Local businesses celebrate sustainable food awards

The Maison Clement team

Thrive team celebrate their Silver Sourcing Award

CSF is delighted to announce the latest winners of its Sustainable Food Business Awards scheme.

Recognising action being taken by local food businesses and organisations to tackle the climate and nature emergencies, and support social change, the awards scheme celebrates and promotes the huge variety of local food businesses who are helping to build a more sustainable city. 

Cambridge received a Silver Award from Sustainable Food Places in 2021, recognising the breadth and depth of work happening on good food across our local authorities, businesses, organisations, and the wider community. As the city works toward a Gold Award by 2024, CSF is partnering with local food businesses through its modular awards programme to recognise action on climate change and the environment, social issues and sustainable sourcing. 

Maison Clement, Thrive, MillWorks and The Cambridge Chop House are the latest to receive a Sourcing Award as part of the scheme, supported by Cambridge City Council’s Sustainable City programme.
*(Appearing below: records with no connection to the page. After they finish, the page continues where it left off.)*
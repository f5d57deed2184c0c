//! In-memory [`RecordBackend`] for tests and embedded use.
//!
//! Keeps the last written list behind a `std::sync::RwLock`. Writes can be
//! made to fail on demand to exercise rollback paths in callers.

use std::sync::atomic::{AtomicBool, Ordering};
use std::sync::RwLock;

use anyhow::{bail, Result};
use async_trait::async_trait;

use crate::models::Record;

use super::RecordBackend;

/// In-memory backend.
pub struct InMemoryBackend {
    records: RwLock<Vec<Record>>,
    fail_writes: AtomicBool,
}

impl InMemoryBackend {
    pub fn new() -> Self {
        Self::with_records(Vec::new())
    }

    /// Start with `records` already "persisted".
    pub fn with_records(records: Vec<Record>) -> Self {
        Self {
            records: RwLock::new(records),
            fail_writes: AtomicBool::new(false),
        }
    }

    /// Make subsequent writes fail (or succeed again).
    pub fn set_fail_writes(&self, fail: bool) {
        self.fail_writes.store(fail, Ordering::SeqCst);
    }

    /// Snapshot of what has been persisted so far.
    pub fn persisted(&self) -> Vec<Record> {
        self.records.read().unwrap().clone()
    }
}

impl Default for InMemoryBackend {
    fn default() -> Self {
        Self::new()
    }
}

#[async_trait]
impl RecordBackend for InMemoryBackend {
    async fn read_all(&self) -> Result<Vec<Record>> {
        Ok(self.records.read().unwrap().clone())
    }

    async fn write_all(&self, records: &[Record]) -> Result<()> {
        if self.fail_writes.load(Ordering::SeqCst) {
            bail!("simulated write failure");
        }
        *self.records.write().unwrap() = records.to_vec();
        Ok(())
    }

    fn describe(&self) -> String {
        "memory".to_string()
    }
}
On receiving their award, Maison Clement co-founder, Monika Jacquinot, says:

‘We’re delighted to receive a Silver Sourcing Award from Cambridge Sustainable Food. CSF reviewed our supply chains for the ingredients we use and helped us to identify where we’re already doing well – like using UK grown sugar and compostable packaging - and what we can do next. As a result, we’ve introduced a Sustainable Sourcing Policy; reusable cups to cut waste; UK grown apples for our tarte tatins from Kale & Damson and UK reared ham for our savoury croissants and quiches. It’s an on-going process but we are on the right path.’

Oliver Thain, CEO of Cambscuisine, and winner of a Silver Award for The Cambridge Chop House and MillWorks, reflects:

‘We’ve really enjoyed taking stock of our progress so far and challenging ourselves to go further. We’re proud to serve Dingley Dell pork, reared regeneratively just over the border in Suffolk; East Anglian grown vegetables and sustainable, rope-grown mussels from the Shetland Islands. We’ve recently switched to organic milk and British grown sugar and we’re working with our suppliers to look at the next steps we can take.’

Darren Green, co-founder of Thrive (pictured), on achieving a Silver Sourcing Award, adds:

‘As a plant-based venue, sustainability is at the core of who we are. The project has helped us to understand and communicate the impact of our sourcing – from our organic tofu to our biodegradable cleaning products – and consider ways to do more. 

We’re part of the Sustainable Food Business Alliance, convened by CSF for food businesses to share learning around sustainability and support change within the sector. We’ve also joined their Sustainable Food Directory to help promote our business to locals and visitors. We’re proud to have taken these first steps to becoming more sustainable.’